Come «alter Christus», il sacerdote è profondamente unito al Verbo del Padre, che incarnandosi ha preso forma di servo, è diventato servo (cf Fil 2,5-11).
Il presbitero è, dunque, servo di Cristo, nel senso che la sua esistenza, configurata al servizio sacerdotale del Figlio, assume un carattere essenzialmente relazionale. Tu, Marco, sarai in Cristo, per Cristo e con Cristo, a servizio dei tuoi fratelli e sorelle. Proprio in quanto appartenente alla persona di Cristo sommo Sacerdote, come presbitero sarai radicalmente ministro al servizio della salvezza degli uomini, della loro felicità, della loro autentica liberazione. Lo sarai, come accennato poco fa, di più nella tua progressiva assunzione della volontà di Cristo, nella preghiera, nello “stare a cuore a cuore” con Lui, giacché il cuore parla pur sempre al cuore, come affermava san Francesco di Sales o anche il Cardinale John Henry Newman (1801-1890) che scelse simile espressione come suo motto cardinalizio (Cor ad cor loquitur). Per te l’Eucaristia, celebrata e vissuta, sarà il luogo privilegiato dell’incontro col Sacerdote per eccellenza, con il suo cuore pastorale. Egli farà risplendere sul tuo volto il suo volto di Risorto. Santa Caterina di Siena, Dottore della Chiesa e patrona d’Italia, soleva dire che i sacerdoti sono «i ministri del Sole», in quanto dispensatori dei misteri di Cristo, in particolare dell’Eucaristia che lei definiva il «Sole» della Chiesa. L’ordinazione presbiterale ti unisce a Cristo, al suo essere Capo e Pastore della Chiesa, alla sua Eucaristia. Mediante questa, inizia un nuovo popolo, una nuova storia, la rigenerazione di tutte le cose, quelle della terra e quelle del cielo. Con l’Eucaristia il mistero dell’incarnazione, morte e risurrezione di Cristo è reso presente nella nostra vita. Con essa si inaugura e si dà compimento ad una nuova umanità, ad una nuova storia e ad una nuova creazione. La celebrazione dell’Eucaristia impegna, dunque, non solo ad essere spettatori della salvezza portata da Cristo agli uomini, ma a divenirne corresponsabili, mediante la rigenerazione di noi stessi, delle persone, delle società, delle istituzioni, del creato.

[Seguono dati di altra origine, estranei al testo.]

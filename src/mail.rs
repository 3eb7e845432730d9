//! Outbound mail transports.
//!
//! Recovery mail is dispatched synchronously inside the request so the caller
//! learns about transport failures immediately; there is no retry queue.

use anyhow::{anyhow, Context, Result};
use async_trait::async_trait;
use secrecy::{ExposeSecret, SecretString};
use serde::Serialize;
use tracing::info;

#[derive(Clone, Debug)]
pub struct Message {
    pub to: String,
    pub subject: String,
    pub body: String,
}

/// Mail delivery abstraction used by the password-recovery workflow.
#[async_trait]
pub trait Mailer: Send + Sync {
    /// Deliver a message or report the transport error to the caller.
    async fn send(&self, message: &Message) -> Result<()>;
}

/// Local dev transport that logs the payload instead of sending real email.
#[derive(Clone, Debug)]
pub struct LogMailer;

#[async_trait]
impl Mailer for LogMailer {
    async fn send(&self, message: &Message) -> Result<()> {
        info!(
            to = %message.to,
            subject = %message.subject,
            body = %message.body,
            "mail send stub"
        );
        Ok(())
    }
}

#[derive(Debug, Serialize)]
#[serde(rename_all = "camelCase")]
struct WebhookAddress {
    email: String,
}

#[derive(Debug, Serialize)]
#[serde(rename_all = "camelCase")]
struct WebhookBody {
    sender: WebhookAddress,
    to: Vec<WebhookAddress>,
    subject: String,
    text_content: String,
}

/// Transactional-mail API transport (Brevo-style JSON POST).
pub struct WebhookMailer {
    client: reqwest::Client,
    endpoint: String,
    api_key: SecretString,
    sender: String,
}

impl WebhookMailer {
    #[must_use]
    pub fn new(endpoint: String, api_key: SecretString, sender: String) -> Self {
        Self {
            client: reqwest::Client::new(),
            endpoint,
            api_key,
            sender,
        }
    }
}

#[async_trait]
impl Mailer for WebhookMailer {
    async fn send(&self, message: &Message) -> Result<()> {
        let body = WebhookBody {
            sender: WebhookAddress {
                email: self.sender.clone(),
            },
            to: vec![WebhookAddress {
                email: message.to.clone(),
            }],
            subject: message.subject.clone(),
            text_content: message.body.clone(),
        };

        let response = self
            .client
            .post(&self.endpoint)
            .header("api-key", self.api_key.expose_secret())
            .header("User-Agent", crate::APP_USER_AGENT)
            .json(&body)
            .send()
            .await
            .context("mail webhook request failed")?;

        let status = response.status();
        if status.is_success() {
            return Ok(());
        }
        let detail = response.text().await.unwrap_or_default();
        Err(anyhow!("mail webhook returned {status}: {detail}"))
    }
}
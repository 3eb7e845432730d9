//! Outbound mail transport arguments.

use clap::{Arg, Command};

pub const ARG_MAIL_ENDPOINT: &str = "mail-endpoint";
pub const ARG_MAIL_API_KEY: &str = "mail-api-key";
pub const ARG_MAIL_SENDER: &str = "mail-sender";

#[must_use]
pub fn with_args(command: Command) -> Command {
    command
        .arg(
            Arg::new(ARG_MAIL_ENDPOINT)
                .long(ARG_MAIL_ENDPOINT)
                .help("Transactional-mail API endpoint; recovery mail is disabled without one")
                .env("VESTI_MAIL_ENDPOINT"),
        )
        .arg(
            Arg::new(ARG_MAIL_API_KEY)
                .long(ARG_MAIL_API_KEY)
                .help("API key for the mail endpoint")
                .env("VESTI_MAIL_API_KEY"),
        )
        .arg(
            Arg::new(ARG_MAIL_SENDER)
                .long(ARG_MAIL_SENDER)
                .help("Sender address for outbound mail")
                .env("VESTI_MAIL_SENDER"),
        )
}

#[derive(Debug)]
pub struct Options {
    pub endpoint: Option<String>,
    pub api_key: Option<String>,
    pub sender: Option<String>,
}

impl Options {
    #[must_use]
    pub fn parse(matches: &clap::ArgMatches) -> Self {
        Self {
            endpoint: matches.get_one::<String>(ARG_MAIL_ENDPOINT).cloned(),
            api_key: matches.get_one::<String>(ARG_MAIL_API_KEY).cloned(),
            sender: matches.get_one::<String>(ARG_MAIL_SENDER).cloned(),
        }
    }
}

Il Santo Curato d’Ars ripeteva spesso con le lacrime agli occhi: «come è importante e responsabilizzante essere prete»! Ed aggiungeva: «Come è da compiangere un prete quando celebra la Messa come un fatto ordinario! Come è sventurato un prete senza vita interiore»! Potremmo tradurre il pensiero del santo curato d’Ars in questa maniera: com’è sfortunato il prete che celebrando l’Eucaristia rimane spiritualmente ed intellettualmente piccolo, intrappolato nella sua fragile umanità. Sarebbe una disgrazia se il suo cuore rimanesse un cuore che ama e spera poco, rinchiuso entro i confini delle sue piccole vedute, entro gli stretti orizzonti della sua mente umana. Mediante l’ordinazione, come ci suggerisce sant’Agostino, vescovo di Ippona, il sacerdote diventa ministro di Cristo, ministro della Chiesa, ministro della speranza che non delude, ministro della nuova creazione, di un mondo nuovo. Il presbitero è a servizio del Cristo totale.
La santità sacerdotale, caro Marco, è santità da raggiungere non accanto, ma attraverso il ministero. Si concretizza, dunque, vivendo Cristo che redime, divinizza, umanizza, rinnova la faccia della terra. Ossia perseguendo una evangelizzazione integrale. Ciò che spalanca la vita verso l’Infinito, ciò che porta lievito, ciò che dà sapore all’esistenza del presbitero e dei fedeli è proprio Cristo. È accogliere e vivere la sua missione di redenzione e trasfigurazione. Ciò che consente all’uomo di essere più uomo, di essere più ricco di senso, più aperto alla bellezza e allo stupore è la coltivazione della propria vita in Cristo.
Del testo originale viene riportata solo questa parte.